The lines to reproduce from the material below are those from the one containing "TweakValue::Int(i) => Some(*i as" through the one containing "TweakValue::Bool(value)", both included; write them out exactly and add nothing.

(AVAILABLE DATA begins)

//! Resolved tweak values and their display metadata

use std::fmt;

use serde::{Deserialize, Serialize};

/// A typed configuration value.
///
/// Deserializes untagged, so a TOML `true`, `42`, `0.5` or `"text"` maps
/// directly onto the matching variant.
#[derive(Debug, Clone, PartialEq, Serialize, Deserialize)]
#[serde(untagged)]
pub enum TweakValue {
    Bool(bool),
    Int(i64),
    Float(f64),
    String(String),
}

impl TweakValue {
    pub fn as_bool(&self) -> Option<bool> {
        match self {
            TweakValue::Bool(b) => Some(*b),
            _ => None,
        }
    }

    pub fn as_int(&self) -> Option<i64> {
        match self {
            TweakValue::Int(i) => Some(*i),
            _ => None,
        }
    }

    /// Floating-point view; integers are widened.
    pub fn as_float(&self) -> Option<f64> {
        match self {
            TweakValue::Float(f) => Some(*f),
            TweakValue::Int(i) => Some(*i as f64),
            _ => None,
        }
    }

    pub fn as_str(&self) -> Option<&str> {
        match self {
            TweakValue::String(s) => Some(s),
            _ => None,
        }
    }

    /// Name of the variant, used in log messages.
    pub fn kind(&self) -> &'static str {
        match self {
            TweakValue::Bool(_) => "bool",
            TweakValue::Int(_) => "int",
            TweakValue::Float(_) => "float",
            TweakValue::String(_) => "string",
        }
    }
}

impl fmt::Display for TweakValue {
    fn fmt(&self, f: &mut fmt::Formatter<'_>) -> fmt::Result {
        match self {
            TweakValue::Bool(b) => write!(f, "{}", b),
            TweakValue::Int(i) => write!(f, "{}", i),
            TweakValue::Float(x) => write!(f, "{}", x),
            TweakValue::String(s) => write!(f, "{}", s),
        }
    }
}

impl From<bool> for TweakValue {
    fn from(value: bool) -> Self {
        TweakValue::Bool(value)
    }
}

impl From<i64> for TweakValue {
    fn from(value: i64) -> Self {
        TweakValue::Int(value)
    }
}

impl From<i32> for TweakValue {
    fn from(value: i32) -> Self {
        TweakValue::Int(value.into())
    }
}

impl From<f64> for TweakValue {
    fn from(value: f64) -> Self {
        TweakValue::Float(value)
    }
}

impl From<&str> for TweakValue {
    fn from(value: &str) -> Self {
        TweakValue::String(value.to_string())
    }
}

impl From<String> for TweakValue {
    fn from(value: String) -> Self {
        TweakValue::String(value)
    }
}

/// An immutable tweak as returned by a provider or by resolution.
///
/// Every field except the identifier is optional so that providers can
/// supply partial information; the coordinator fills gaps from
/// lower-priority providers.
#[derive(Debug, Clone, PartialEq, Serialize, Deserialize)]
pub struct Tweak {
    identifier: String,
    title: Option<String>,
    group: Option<String>,
    value: Option<TweakValue>,
    can_be_displayed: bool,
}

impl Tweak {
    /// Create a tweak carrying only its identifier.
    pub fn new(identifier: impl Into<String>) -> Self {
        Self {
            identifier: identifier.into(),
            title: None,
            group: None,
            value: None,
            can_be_displayed: false,
        }
    }

    pub fn with_title(mut self, title: impl Into<String>) -> Self {
        self.title = Some(title.into());
        self
    }

    pub fn with_group(mut self, group: impl Into<String>) -> Self {
        self.group = Some(group.into());
        self
    }

    pub fn with_value(mut self, value: impl Into<TweakValue>) -> Self {
        self.value = Some(value.into());
        self
    }

    pub fn displayable(mut self, can_be_displayed: bool) -> Self {
        self.can_be_displayed = can_be_displayed;
        self
    }

    pub fn identifier(&self) -> &str {
        &self.identifier
    }

    pub fn title(&self) -> Option<&str> {
        self.title.as_deref()
    }

    pub fn group(&self) -> Option<&str> {
        self.group.as_deref()
    }

    pub fn value(&self) -> Option<&TweakValue> {
        self.value.as_ref()
    }

    pub fn can_be_displayed(&self) -> bool {
        self.can_be_displayed
    }

    /// Fill in fields that `self` lacks from a lower-priority `other`.
    ///
    /// Present fields are never overwritten. Display permission is the
    /// logical OR of both sides.
    pub(crate) fn merged_with(self, other: &Tweak) -> Tweak {
        Tweak {
            identifier: self.identifier,
            title: self.title.or_else(|| other.title.clone()),
            group: self.group.or_else(|| other.group.clone()),
            value: self.value.or_else(|| other.value.clone()),
            can_be_displayed: self.can_be_displayed || other.can_be_displayed,
        }
    }
}

impl fmt::Display for Tweak {
    fn fmt(&self, f: &mut fmt::Formatter<'_>) -> fmt::Result {
        write!(f, "{}", self.identifier)?;
        match &self.value {
            Some(value) => write!(f, " = {} ({})", value, value.kind())?,
            None => write!(f, " = <unset>")?,
        }
        if let Some(title) = &self.title {
            write!(f, " \"{}\"", title)?;
        }
        if let Some(group) = &self.group {
            write!(f, " [{}]", group)?;
        }
        if self.can_be_displayed {
            write!(f, " displayable")?;
        }
        Ok(())
    }
}

/// Rank of a provider. Higher priorities are consulted first.
#[derive(Debug, Clone, Copy, PartialEq, Eq, PartialOrd, Ord, Hash, Default, Serialize, Deserialize)]
#[serde(transparent)]
pub struct Priority(pub u16);

impl Priority {
    pub const FALLBACK: Priority = Priority(0);
    pub const LOW: Priority = Priority(3);
    pub const MEDIUM: Priority = Priority(5);
    pub const HIGH: Priority = Priority(8);
    pub const OVERRIDE: Priority = Priority(10);

    pub fn value(self) -> u16 {
        self.0
    }
}

impl From<u16> for Priority {
    fn from(value: u16) -> Self {
        Priority(value)
    }
}

impl fmt::Display for Priority {
    fn fmt(&self, f: &mut fmt::Formatter<'_>) -> fmt::Result {
        write!(f, "p{}", self.0)
    }
}

#[cfg(test)]
mod tests {
    use super::*;
    use pretty_assertions::assert_eq;

    #[test]
    fn test_builder_sets_fields() {
        let tweak = Tweak::new("display_red_view")
            .with_title("Display Red View")
            .with_group("UI Customization")
            .with_value(true)
            .displayable(true);

        assert_eq!(tweak.identifier(), "display_red_view");
        assert_eq!(tweak.title(), Some("Display Red View"));
        assert_eq!(tweak.group(), Some("UI Customization"));
        assert_eq!(tweak.value(), Some(&TweakValue::Bool(true)));
        assert!(tweak.can_be_displayed());
    }

    #[test]
    fn test_merge_keeps_present_fields() {
        let high = Tweak::new("v").with_value(1);
        let low = Tweak::new("v")
            .with_title("T2")
            .with_value(2)
            .displayable(true);

        let merged = high.merged_with(&low);

        assert_eq!(merged.title(), Some("T2"));
        assert_eq!(merged.value(), Some(&TweakValue::Int(1)));
        assert!(merged.can_be_displayed());
    }

    #[test]
    fn test_merge_display_is_or() {
        let merged = Tweak::new("v")
            .displayable(true)
            .merged_with(&Tweak::new("v"));
        assert!(merged.can_be_displayed());

        let merged = Tweak::new("v").merged_with(&Tweak::new("v"));
        assert!(!merged.can_be_displayed());
    }

    #[test]
    fn test_value_accessors() {
        assert_eq!(TweakValue::from(true).as_bool(), Some(true));
        assert_eq!(TweakValue::from(42).as_int(), Some(42));
        assert_eq!(TweakValue::from(42).as_float(), Some(42.0));
        assert_eq!(TweakValue::from("hello").as_str(), Some("hello"));
        assert_eq!(TweakValue::from(0.5).as_int(), None);
    }

    #[test]
    fn test_value_deserializes_untagged() {
        let values: Vec<TweakValue> =
            serde_json::from_str(r#"[true, 42, 0.5, "text"]"#).unwrap();
        assert_eq!(
            values,
            vec![
                TweakValue::Bool(true),
                TweakValue::Int(42),
                TweakValue::Float(0.5),
                TweakValue::String("text".to_string()),
            ]
        );
    }

    #[test]
    fn test_display() {
        let tweak = Tweak::new("answer").with_value(42).with_title("Answer");
        assert_eq!(tweak.to_string(), "answer = 42 (int) \"Answer\"");
        assert_eq!(Tweak::new("x").to_string(), "x = <unset>");
    }

    #[test]
    fn test_priority_ordering() {
        assert!(Priority::OVERRIDE > Priority::MEDIUM);
        assert!(Priority::FALLBACK < Priority::LOW);
        assert_eq!(Priority::from(7).to_string(), "p7");
    }
}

(AVAILABLE DATA ends)

### ANSWER TO THE EXERCISE
            TweakValue::Int(i) => Some(*i as f64),
            _ => None,
        }
    }

    pub fn as_str(&self) -> Option<&str> {
        match self {
            TweakValue::String(s) => Some(s),
            _ => None,
        }
    }

    /// Name of the variant, used in log messages.
    pub fn kind(&self) -> &'static str {
        match self {
            TweakValue::Bool(_) => "bool",
            TweakValue::Int(_) => "int",
            TweakValue::Float(_) => "float",
            TweakValue::String(_) => "string",
        }
    }
}

impl fmt::Display for TweakValue {
    fn fmt(&self, f: &mut fmt::Formatter<'_>) -> fmt::Result {
        match self {
            TweakValue::Bool(b) => write!(f, "{}", b),
            TweakValue::Int(i) => write!(f, "{}", i),
            TweakValue::Float(x) => write!(f, "{}", x),
            TweakValue::String(s) => write!(f, "{}", s),
        }
    }
}

impl From<bool> for TweakValue {
    fn from(value: bool) -> Self {
        TweakValue::Bool(value)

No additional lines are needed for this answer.